Dollar General (NYSE:DG) was a major resource for consumers seeking to keep their houses stocked during the COVID-19 pandemic. That was the main takeaway from the retailer's first-quarter report, which showed soaring sales and a tripling of operating cash flow.

Meanwhile, management pulled its 2020 outlook this week because of the intense volatility they're seeing in daily sales trends. Yet the positive momentum has carried into the beginning of the chain's second quarter.

Let's take a closer look.

A woman in a face mask holding a grocery bag full of toilet paper, pasta, and other home necessities

Image source: Getty Images.

Handling unprecedented volume

Investors were expecting to see strong growth as most of the chain's 16,000 stores remained open through stay-at-home orders to fulfill spiking demand for home essentials like cleaning supplies, food, and snacks.

Dollar General didn't disappoint. Sales jumped 22% at existing locations, which helped push revenue higher by 27% to $8.5 billion. "These are certainly unprecedented times," CEO Todd Vasos said in a press release while explaining that shoppers turned to its stores for consumer staples.

Dollar General benefited from higher customer traffic and increased spending per visit, which set it apart from bigger rivals like Walmart (NYSE:WMT). The retailing giant recently announced surging average spending but decreased traffic as key components of its 10% comparable-store sales boost in Q1. 

Surging profits

Dollar General's business also shined on the financial side of the ledger. Gross profit margin improved to 30.7% of sales from 30.2%, and selling expenses dove to 20.5% of sales from 22.5% a year ago. Walmart's comparable metrics each declined slightly.

Dollar General did see elevated costs related to COVID-19, including higher wages and cleaning expenses. But the soaring sales volume more than offset that punch. It also helped that Dollar General focuses its sales more toward staple products like home cleaning supplies, while Walmart carries a bigger apparel section, which was a burden through the early days of the pandemic.

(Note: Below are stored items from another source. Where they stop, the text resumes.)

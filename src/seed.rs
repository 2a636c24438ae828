//! Сид генерации и производные от него потоки случайности
//!
//! Один и тот же сид плюс одинаковые параметры обязаны давать побитово
//! идентичную карту. Поэтому:
//! - строковые сиды сворачиваются в u64 стабильным FNV-1a (не `DefaultHasher`,
//!   его результат не гарантирован между запусками);
//! - каждый слой получает собственный множитель, чтобы шумовые поля слоёв
//!   не коррелировали между собой;
//! - никакого fallback на системное время внутри ядра нет — отсутствие сида
//!   это забота вызывающего кода.

use serde::{Deserialize, Serialize};

const FNV_OFFSET: u64 = 0xcbf2_9ce4_8422_2325;
const FNV_PRIME: u64 = 0x0000_0100_0000_01b3;

/// Множители сида для слоёв (попарно различные, чтобы шумы не совпадали)
pub mod layer {
    pub const GEOLOGY: u64 = 2;
    pub const TOPOGRAPHY: u64 = 3;
    pub const HYDROLOGY: u64 = 5;
    pub const VEGETATION: u64 = 7;
    pub const STRUCTURES: u64 = 11;
    pub const FEATURES: u64 = 13;
    pub const CONTEXT: u64 = 17;
    pub const MIXING: u64 = 19;
}

/// Детерминированный сид карты
///
/// Создаётся из числа или произвольной строки ("лагерь-у-реки" — тоже сид).
/// В TOML принимает обе формы: `seed = 42` или `seed = "forest-42"`.
#[derive(Debug, Clone, Copy, PartialEq, Eq, Serialize, Deserialize)]
#[serde(from = "SeedRepr", into = "u64")]
pub struct MapSeed(u64);

impl MapSeed {
    #[must_use]
    pub fn from_u64(value: u64) -> Self {
        Self(value)
    }

    /// Сворачивает строку в сид через FNV-1a
    #[must_use]
    pub fn from_phrase(phrase: &str) -> Self {
        let mut hash = FNV_OFFSET;
        for byte in phrase.as_bytes() {
            hash ^= u64::from(*byte);
            hash = hash.wrapping_mul(FNV_PRIME);
        }
        Self(hash)
    }

    /// Стабильная числовая проекция сида
    #[must_use]
    pub fn value(self) -> u64 {
        self.0
    }

    /// Сид для конкретного слоя (см. константы в [`layer`])
    #[must_use]
    pub fn layer_seed(self, multiplier: u64) -> u64 {
        self.0.wrapping_mul(multiplier)
    }

    /// Сид слоя в формате `FastNoiseLite` (усечение до i32 детерминировано)
    #[must_use]
    pub fn noise_seed(self, multiplier: u64) -> i32 {
        self.layer_seed(multiplier) as i32
    }
}

impl From<u64> for MapSeed {
    fn from(value: u64) -> Self {
        Self::from_u64(value)
    }
}

impl From<MapSeed> for u64 {
    fn from(seed: MapSeed) -> u64 {
        seed.value()
    }
}

#[derive(Deserialize)]
#[serde(untagged)]
enum SeedRepr {
    Number(u64),
    Phrase(String),
}

impl From<SeedRepr> for MapSeed {
    fn from(repr: SeedRepr) -> Self {
        match repr {
            SeedRepr::Number(n) => MapSeed::from_u64(n),
            SeedRepr::Phrase(s) => MapSeed::from_phrase(&s),
        }
    }
}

That financial strength trickled right down to the bottom line, with operating cash flow jumping over 200% to $1.7 billion compared to Walmart's 100% increase. Dollar General's net income landed at $650 million, or 7.7% of sales, compared to $385 million, or 5.8% of sales, last year.

Volatility ahead

Dollar General pulled its 2020 outlook, just like Walmart did early this month. But the chain made a few comments that suggest ongoing positive momentum. Management said demand has been high through late May, "albeit with slightly more variability and some moderation in recent days." Comps have been running at a 22% increase since the start of the fiscal second quarter on May 2, the company revealed.

That improvement makes it likely the retailer will see significant growth for the full year, although the actual rate will depend on major variables like economic growth and the path of the novel coronavirus through the fall and winter months. Executives had been predicting comps of roughly 3% before the pandemic hit.

While those risks convinced management to pull their 2020 guidance, Dollar General is moving full speed ahead with its broader growth plans. The chain will spend between $925 million and $975 million on initiatives including new store openings and remodels this year.

Thanks to its performance during peak COVID-19 social distancing measures, management has plenty of resources to dedicate to those projects. Dollar General also has the biggest sales platform it has ever enjoyed as it targets a 31st straight year of comp growth in 2020.